=== Section Start ===
//! Device contracts composed from capabilities.
//!
//! A capability set is a trait whose supertraits are the capabilities it
//! combines, with a blanket implementation for every type that implements all
//! of them. A device never implements a set directly: implementing the
//! capabilities is enough.
//!
//! Capabilities shared by several members of a set, such as
//! [`ExecutionContextProvider`], exist once in the set. Calling
//! [`executor`](ExecutionContextProvider::executor) on a `dyn DuplexStream` is
//! unambiguous even though both [`AsyncReadable`] and [`AsyncWritable`]
//! require it.
//!
//! # Defining sets
//!
//! New sets are defined with [`capability_set!`](crate::capability_set):
//!
//! ```
//! use polyio::{
//!     capability::{AsyncReadable, Closable, ExecutionContextProvider},
//!     capability_set,
//! };
//!
//! capability_set! {
//!     /// A device that can only be read asynchronously and closed.
//!     pub trait AsyncSource: AsyncReadable, Closable;
//! }
//!
//! fn executor_of(source: &dyn AsyncSource) -> polyio::executor::Executor {
//!     source.executor()
//! }
//! ```

use crate::capability::{
    AsyncRandomAccessReadable, AsyncRandomAccessWritable, AsyncReadable, AsyncSignalWaitable,
    AsyncTimedWaitable, AsyncWaitable, AsyncWritable, Cancellable, Closable, RandomAccessReadable,
    RandomAccessWritable, Readable, TimedWaitable, Waitable, Writable,
};
#[cfg(doc)]
use crate::capability::ExecutionContextProvider;

/// Defines a trait combining capabilities, implemented for every type that
/// implements all of them.
///
/// The generated trait has the listed capabilities as supertraits and no
/// methods of its own. See the [module documentation](crate::sets).
#[macro_export]
macro_rules! capability_set {
    (
        $(#[$meta:meta])*
        $vis:vis trait $name:ident: $first:path $(, $rest:path)* $(,)?;
    ) => {
        $(#[$meta])*
        $vis trait $name: $first $(+ $rest)* {}

        impl<T: ?Sized + $first $(+ $rest)*> $name for T {}
    };
}

capability_set! {
    /// A stream that can be read, blocking or asynchronously.
    pub trait ReadStream: Readable, AsyncReadable;
}

capability_set! {
    /// A stream that can be written, blocking or asynchronously.
    pub trait WriteStream: Writable, AsyncWritable;
}

capability_set! {
    /// A [`ReadStream`] that can be closed and cancelled.
    pub trait ClosableReadStream: ReadStream, Closable, Cancellable;
}

capability_set! {
    /// A [`WriteStream`] that can be closed and cancelled.
    pub trait ClosableWriteStream: WriteStream, Closable, Cancellable;
}

capability_set! {
    /// A stream that can be read and written, closed and cancelled.
    pub trait DuplexStream: ReadStream, WriteStream, Closable, Cancellable;
}

capability_set! {
    /// A device addressed by offset, such as a file.
    pub trait RandomAccessDevice:
        RandomAccessReadable,
        AsyncRandomAccessReadable,
        RandomAccessWritable,
        AsyncRandomAccessWritable,
        Closable,
        Cancellable;
}

capability_set! {
    /// A device that reports readiness, such as a descriptor.
    pub trait WaitableDevice: Waitable, AsyncWaitable, Closable, Cancellable;
}

capability_set! {
    /// A timer.
    pub trait WaitableTimer: TimedWaitable, AsyncTimedWaitable, Cancellable;
}

capability_set! {
    /// A set of process signals.
    pub trait SignalSet: AsyncSignalWaitable, Cancellable;
}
=== Section End ===
#### PROBLEM:
Search the material above for lines containing the string "Cancellable", then pull them out.

#### EXERCISE SOLUTION:
    AsyncTimedWaitable, AsyncWaitable, AsyncWritable, Cancellable, Closable, RandomAccessReadable,
    pub trait ClosableReadStream: ReadStream, Closable, Cancellable;
    pub trait ClosableWriteStream: WriteStream, Closable, Cancellable;
    pub trait DuplexStream: ReadStream, WriteStream, Closable, Cancellable;
        Cancellable;
    pub trait WaitableDevice: Waitable, AsyncWaitable, Closable, Cancellable;
    pub trait WaitableTimer: TimedWaitable, AsyncTimedWaitable, Cancellable;
    pub trait SignalSet: AsyncSignalWaitable, Cancellable;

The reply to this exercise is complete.